Ronald Lubega was diagnosed with duodenal ulcers in 2004.

Since his initial prescription by a doctor in Masaka in 2004, Lubega has been refilling his medicine supplies from pharmacies without a doctor’s prescription. It was not until last August, when Lubega started feeling terrible contractions in his stomach and he was rushed unconsciously to Masaka referral hospital, that it was discovered he had been taking the wrong medication for seven years.

“I was initially given Esomeprazole 5mg but I have instead been buying Esomeprazole of 50mg. For me, I could not realize the difference but the doctors said that I was developing a cancer in my stomach because of this strong drug,” Lubega says.

Lubega’s case is just one of millions of incidences where Ugandans through self medication have been taking wrong drugs. Many take anti-malaria drugs when what they needed was an antibiotic for an infection. Many more self-diagnose and choose what drug to buy from a pharmacy, like it were a supermarket.

Only 476 pharmacists

With Uganda’s population close to 34 million, records by the pharmaceutical society of Uganda as of December 2011, indicate 476 licensed and registered pharmacists. This implies 1 pharmacist for every 100,000 Ugandans, compared to the recommended ratio of 1:2,000 by the world health organization. To make matters worse, more than 90% of these pharmacists practice in the central region which leaves the rest of the regions lacking.

As a result of this shortage, many resort to self medication and over reliance on community based drug shops often not operated by pharmacists, but rather business people. Today, almost every individual with money wants to start a pharmacy in the rural areas and the public cannot differentiate between informal and professional service providers.

With these unscrupulous businessmen, come risks of overdoses and expired drugs. The law requires every pharmacy to have a pharmacist and according to the pharmacy and drug act of 1970, a pharmacist can at most supervise or open up two pharmacies. If this was to be followed, there would be no more than 1,000 pharmacies in Uganda, but today, there are roughly 10,000 pharmacies around the country, owned by medical doctors, nurses, as well as lay people, putting the lives of Ugandans at a risk.

A pharmacist should be in position to prescribe drugs for people who come and do not know which medicine to take. Unfortunately, this is not the case in most pharmacies. Based on the global pharmacy workforce and migration report 2007, Uganda ranks worst compared to Kenya and Ghana. With a population of 21 million people, Ghana had 2,162 while Kenya registered 1,342 pharmacists in 2005 for a population of 24 million.

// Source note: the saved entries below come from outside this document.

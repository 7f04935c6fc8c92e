use nalgebra::{Matrix4, Vector3};

use super::error::StructuralError;
use super::math::{matrix_to_array, quat_from_axis_angle, rotation_matrix};
use super::types::{BabylonBone, BabylonSkeleton};
use crate::document::Mhx2Skeleton;

/// Synthetic root marker MakeHuman writes into the bone list. It is never
/// emitted as a bone; bones parented to it resolve to parent index -1.
pub(super) const ROOT_BONE_MARKER: &str = "Root";

/// Build the output skeleton from the ordered MHX2 bone list.
///
/// Bones are processed in input order and a bone's parent must already be in
/// the table when the bone is reached. This deliberately enforces the source
/// document's parents-before-children ordering instead of topologically
/// sorting; an unknown parent is a fatal structural error.
pub(super) fn build_skeleton(input: &Mhx2Skeleton) -> Result<BabylonSkeleton, StructuralError> {
    let mut bones: Vec<BabylonBone> = Vec::with_capacity(input.bones.len());

    for bone in &input.bones {
        if bone.name == ROOT_BONE_MARKER {
            continue;
        }

        let parent_bone_index = match bone.parent.as_deref() {
            None => -1,
            Some(parent) if parent == ROOT_BONE_MARKER => -1,
            Some(parent) => bones
                .iter()
                .position(|candidate| candidate.name == parent)
                .map(|index| index as i32)
                .ok_or_else(|| StructuralError::ParentBeforeDeclaration(parent.to_string()))?,
        };

        let head = Vector3::from(bone.head);
        let tail = Vector3::from(bone.tail);
        let axis = tail - head;

        let quat = quat_from_axis_angle(&axis, bone.roll);
        let rotation = rotation_matrix(&quat)
            .ok_or_else(|| StructuralError::DegenerateRestRotation(bone.name.clone()))?;

        // Rest pose rotates about the bone's head point, not the world
        // origin: T(head) * R * T(-head).
        let rest = Matrix4::new_translation(&head) * rotation * Matrix4::new_translation(&(-head));

        bones.push(BabylonBone {
            name: bone.name.clone(),
            index: bones.len() as u32,
            parent_bone_index,
            rest: matrix_to_array(&rest),
            length: axis.norm(),
        });
    }

    Ok(BabylonSkeleton {
        name: input.name.clone(),
        id: 0,
        bones,
    })
}

// ─── Tests ────────────────────────────────────────────────────────────────────

#[cfg(test)]
mod tests {
    use nalgebra::Point3;

    use crate::document::Mhx2Bone;

    use super::*;

    fn bone(name: &str, parent: Option<&str>, head: [f32; 3], tail: [f32; 3], roll: f32) -> Mhx2Bone {
        Mhx2Bone {
            name: name.to_string(),
            parent: parent.map(ToOwned::to_owned),
            head,
            tail,
            roll,
        }
    }

    fn skeleton(bones: Vec<Mhx2Bone>) -> Mhx2Skeleton {
        Mhx2Skeleton {
            name: "Armature".to_string(),
            offset: [0.0, 0.0, 0.0],
            bones,
        }
    }

    #[test]
    fn given_root_parented_chain_when_building_then_root_is_skipped_and_indices_resolve() {
        let input = skeleton(vec![
            bone("Root", None, [0.0, 0.0, 0.0], [0.0, 0.1, 0.0], 0.0),
            bone("B", Some("Root"), [0.0, 0.0, 0.0], [0.0, 1.0, 0.0], 0.0),
            bone("C", Some("B"), [0.0, 1.0, 0.0], [0.0, 2.0, 0.0], 0.0),
        ]);

        let built = build_skeleton(&input).expect("valid ordering");

        assert_eq!(built.bones.len(), 2);
        assert_eq!(built.bones[0].name, "B");
        assert_eq!(built.bones[0].parent_bone_index, -1);
        assert_eq!(built.bones[0].index, 0);
        assert_eq!(built.bones[1].name, "C");
        assert_eq!(built.bones[1].parent_bone_index, 0);
        assert_eq!(built.bones[1].index, 1);
    }

    #[test]
    fn given_child_declared_before_parent_when_building_then_structural_error_is_raised() {
        let input = skeleton(vec![
            bone("C", Some("B"), [0.0, 1.0, 0.0], [0.0, 2.0, 0.0], 0.0),
            bone("B", None, [0.0, 0.0, 0.0], [0.0, 1.0, 0.0], 0.0),
        ]);

        let result = build_skeleton(&input);
        assert!(matches!(
            result,
            Err(StructuralError::ParentBeforeDeclaration(name)) if name == "B"
        ));
    }

    #[test]
    fn given_rolled_bone_when_building_then_rest_leaves_head_fixed() {
        let head = [1.0, 2.0, 3.0];
        let input = skeleton(vec![bone("B", None, head, [1.0, 2.0, 7.0], 1.2)]);

        let built = build_skeleton(&input).expect("valid bone");
        let rest = Matrix4::from_column_slice(&built.bones[0].rest);

        let fixed = rest.transform_point(&Point3::new(1.0, 2.0, 3.0));
        assert!((fixed - Point3::new(1.0, 2.0, 3.0)).norm() < 1e-4);
    }

    #[test]
    fn given_zero_roll_when_building_then_rest_is_identity() {
        let input = skeleton(vec![bone("B", None, [0.5, 0.0, 0.0], [0.5, 3.0, 0.0], 0.0)]);

        let built = build_skeleton(&input).expect("valid bone");
        let rest = Matrix4::from_column_slice(&built.bones[0].rest);

        assert!((rest - Matrix4::identity()).norm() < 1e-6);
        assert!((built.bones[0].length - 3.0).abs() < 1e-6);
    }

    #[test]
    fn given_zero_length_bone_with_half_turn_roll_when_building_then_error_is_raised() {
        let input = skeleton(vec![bone(
            "B",
            None,
            [1.0, 1.0, 1.0],
            [1.0, 1.0, 1.0],
            std::f32::consts::PI,
        )]);

        let result = build_skeleton(&input);
        assert!(matches!(
            result,
            Err(StructuralError::DegenerateRestRotation(name)) if name == "B"
        ));
    }

    #[test]
    fn given_built_skeleton_when_looking_up_indices_then_names_map_to_positions() {
        let input = skeleton(vec![
            bone("B", None, [0.0, 0.0, 0.0], [0.0, 1.0, 0.0], 0.0),
            bone("C", Some("B"), [0.0, 1.0, 0.0], [0.0, 2.0, 0.0], 0.0),
        ]);

        let built = build_skeleton(&input).expect("valid ordering");
        let lookup = built.bone_indices();
        assert_eq!(lookup.get("B"), Some(&0));
        assert_eq!(lookup.get("C"), Some(&1));
        assert_eq!(lookup.get("Root"), None);
    }
}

Although these figures are not the best, at least they show some progress for those countries. The administrative manager of the pharmaceutical Society of Uganda, Ronnie Bagonza, says the society is working hand in hand with the National Drug Authority (NDA) to see that they extend monitoring and supervision of pharmacists to rural areas.

“We monitor the practice of pharmacists and NDA supervises the quality of drugs. We thus have to work together as most illegal practitioners are in rural communities,” said Bagonza.

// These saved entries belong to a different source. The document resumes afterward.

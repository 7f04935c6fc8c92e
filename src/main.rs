use std::{env, path::PathBuf, process};

use mhx2babylon::convert::convert_mhx2_to_babylon;

fn main() {
    env_logger::init();

    if let Err(err) = run() {
        eprintln!("{err:#}");
        process::exit(1);
    }
}

fn run() -> anyhow::Result<()> {
    let args: Vec<String> = env::args().collect();
    if args.len() < 2 || args.len() > 3 {
        eprintln!("Usage: mhx2babylon <input.mhx2> [output.babylon]");
        process::exit(2);
    }

    let input = PathBuf::from(&args[1]);
    let output = match args.get(2) {
        Some(path) => PathBuf::from(path),
        None => input.with_extension("babylon"),
    };

    let report = convert_mhx2_to_babylon(&input, &output)?;

    println!("Wrote {}", output.display());
    println!(
        "Meshes: {}, Materials: {}, Bones: {}",
        report.mesh_count, report.material_count, report.bone_count
    );
    println!(
        "Vertices: {}, Triangles: {}",
        report.total_vertices, report.total_triangles
    );
    for issue in &report.issues {
        println!("[{:?}] {}", issue.severity, issue.message);
    }

    Ok(())
}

Pharmacy Practice in Uganda is currently governed by the Pharmacy and Drugs Act, 1970 but various changes have occurred since, which necessitated a review of the current law.

Prohibitive cut-off points

The society in 2001 proposed amendments to introduce the Pharmacy Profession and Pharmacy Practice Bill, which was to replace the 1970 Act, but ten years on, the bill has never been passed into law. The pharmaceutical sector takes up over 45% of the health budget annually but less is being done to streamline professionalism.

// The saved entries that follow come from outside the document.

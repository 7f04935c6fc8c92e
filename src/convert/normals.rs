use nalgebra::Vector3;

use super::error::StructuralError;
use super::types::{Severity, ValidationIssue};

// ─── Face validation ──────────────────────────────────────────────────────────

/// Validate one face as a quad with in-range indices.
fn quad_indices(face: &[u32], vertex_count: usize) -> Result<[u32; 4], StructuralError> {
    let quad: [u32; 4] = face
        .try_into()
        .map_err(|_| StructuralError::NonQuadFace(face.len()))?;

    for &index in &quad {
        if index as usize >= vertex_count {
            return Err(StructuralError::FaceIndexOutOfRange {
                index,
                vertex_count,
            });
        }
    }

    Ok(quad)
}

// ─── Triangulation ────────────────────────────────────────────────────────────

/// Triangulate quad faces into a flat index buffer.
///
/// Each quad `(a, b, c, d)` becomes the triangles `(d, b, a)` and `(d, c, b)`.
/// The reversal relative to the source winding is required because MHX2 and
/// Babylon use opposite front-face conventions.
pub(super) fn triangulate(
    faces: &[Vec<u32>],
    vertex_count: usize,
) -> Result<Vec<u32>, StructuralError> {
    let mut indices = Vec::with_capacity(faces.len() * 6);

    for face in faces {
        let [a, b, c, d] = quad_indices(face, vertex_count)?;
        indices.extend_from_slice(&[d, b, a]);
        indices.extend_from_slice(&[d, c, b]);
    }

    Ok(indices)
}

// ─── Normal reconstruction ────────────────────────────────────────────────────

/// Reconstruct per-vertex shading normals from the quad face list.
///
/// Every face's un-normalized normal (`cross(b - a, d - a)`) is accumulated
/// at all four of its vertex indices, so larger faces contribute
/// proportionally more. The output buffer covers every vertex of the position
/// buffer in order: vertices with no adjacent faces, and vertices whose
/// accumulated normals cancel exactly, fall back to a zero normal and raise
/// one warning for the whole mesh.
pub(super) fn reconstruct_normals(
    vertices: &[[f32; 3]],
    faces: &[Vec<u32>],
    issues: &mut Vec<ValidationIssue>,
) -> Result<Vec<f32>, StructuralError> {
    let mut accumulated = vec![Vector3::<f32>::zeros(); vertices.len()];
    let mut touched = vec![false; vertices.len()];

    for face in faces {
        let [a, b, c, d] = quad_indices(face, vertices.len())?;

        let origin = Vector3::from(vertices[a as usize]);
        let edge_ab = Vector3::from(vertices[b as usize]) - origin;
        let edge_ad = Vector3::from(vertices[d as usize]) - origin;
        let face_normal = edge_ab.cross(&edge_ad);

        for index in [a, b, c, d] {
            accumulated[index as usize] += face_normal;
            touched[index as usize] = true;
        }
    }

    let mut normals = Vec::with_capacity(vertices.len() * 3);
    let mut fallback_count = 0usize;

    for (sum, touched) in accumulated.iter().zip(&touched) {
        let normal = if *touched {
            // Exact cancellation is a degenerate case, not a division fault.
            sum.try_normalize(0.0)
        } else {
            None
        };

        if normal.is_none() {
            fallback_count += 1;
        }

        let normal = normal.unwrap_or_else(Vector3::zeros);
        normals.extend_from_slice(&[normal.x, normal.y, normal.z]);
    }

    if fallback_count > 0 {
        log::warn!("{fallback_count} vertex normal(s) fell back to zero");
        issues.push(ValidationIssue {
            severity: Severity::Warning,
            code: "DEGENERATE_GEOMETRY".to_string(),
            message: format!(
                "{fallback_count} vertex(es) have no usable face normals and received a zero normal"
            ),
        });
    }

    Ok(normals)
}

// ─── Tests ────────────────────────────────────────────────────────────────────

#[cfg(test)]
mod tests {
    use super::*;

    fn unit_quad() -> Vec<[f32; 3]> {
        vec![
            [0.0, 0.0, 0.0],
            [1.0, 0.0, 0.0],
            [1.0, 1.0, 0.0],
            [0.0, 1.0, 0.0],
        ]
    }

    #[test]
    fn given_quad_when_triangulating_then_winding_is_reversed() {
        let indices = triangulate(&[vec![0, 1, 2, 3]], 4).expect("quad is valid");
        assert_eq!(indices, vec![3, 1, 0, 3, 2, 1]);
    }

    #[test]
    fn given_triangle_face_when_triangulating_then_structural_error_is_raised() {
        let result = triangulate(&[vec![0, 1, 2]], 4);
        assert!(matches!(result, Err(StructuralError::NonQuadFace(3))));
    }

    #[test]
    fn given_out_of_range_index_when_triangulating_then_structural_error_is_raised() {
        let result = triangulate(&[vec![0, 1, 2, 9]], 4);
        assert!(matches!(
            result,
            Err(StructuralError::FaceIndexOutOfRange { index: 9, .. })
        ));
    }

    #[test]
    fn given_planar_quad_when_reconstructing_then_all_normals_point_up() {
        let mut issues = Vec::new();
        let normals = reconstruct_normals(&unit_quad(), &[vec![0, 1, 2, 3]], &mut issues)
            .expect("quad is valid");

        assert_eq!(normals.len(), 12);
        for vertex in 0..4 {
            assert_eq!(&normals[vertex * 3..vertex * 3 + 3], &[0.0, 0.0, 1.0]);
        }
        assert!(issues.is_empty());
        assert!(normals.iter().all(|component| !component.is_nan()));
    }

    #[test]
    fn given_isolated_vertices_when_reconstructing_then_one_warning_covers_all() {
        let mut vertices = unit_quad();
        vertices.push([5.0, 5.0, 5.0]);
        vertices.push([6.0, 6.0, 6.0]);

        let mut issues = Vec::new();
        let normals = reconstruct_normals(&vertices, &[vec![0, 1, 2, 3]], &mut issues)
            .expect("quad is valid");

        // Normal buffer still matches the position buffer vertex for vertex.
        assert_eq!(normals.len(), vertices.len() * 3);
        assert_eq!(&normals[12..18], &[0.0; 6]);

        let warnings: Vec<_> = issues
            .iter()
            .filter(|issue| issue.code == "DEGENERATE_GEOMETRY")
            .collect();
        assert_eq!(warnings.len(), 1);
    }

    #[test]
    fn given_cancelling_face_normals_when_reconstructing_then_zero_fallback_is_used() {
        // The same quad listed with both windings: accumulated normals sum
        // to exactly zero at every vertex.
        let faces = vec![vec![0, 1, 2, 3], vec![3, 2, 1, 0]];

        let mut issues = Vec::new();
        let normals =
            reconstruct_normals(&unit_quad(), &faces, &mut issues).expect("quads are valid");

        assert_eq!(normals, vec![0.0; 12]);
        assert_eq!(issues.len(), 1);
        assert!(normals.iter().all(|component| !component.is_nan()));
    }
}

In Uganda, pharmacy as a course at Makerere University still has one of the lowest intakes of students, due to high cut-off points, which do not help matters in a country with an acute need for the professionals. But all hope is not lost; in 2010, Makerere university launched a new pharmacy building  that can accommodate 320 students. Bagonza says that in recent years, university intakes have increased where Makerere can admit 80 students, Mbarara University also admits 80 students plus 60 students at KIU.

As a result, roughly 200 graduates will be expected in coming years. Bagonza projects that in five years, the pharmacist:patient ratio will have fallen significantly.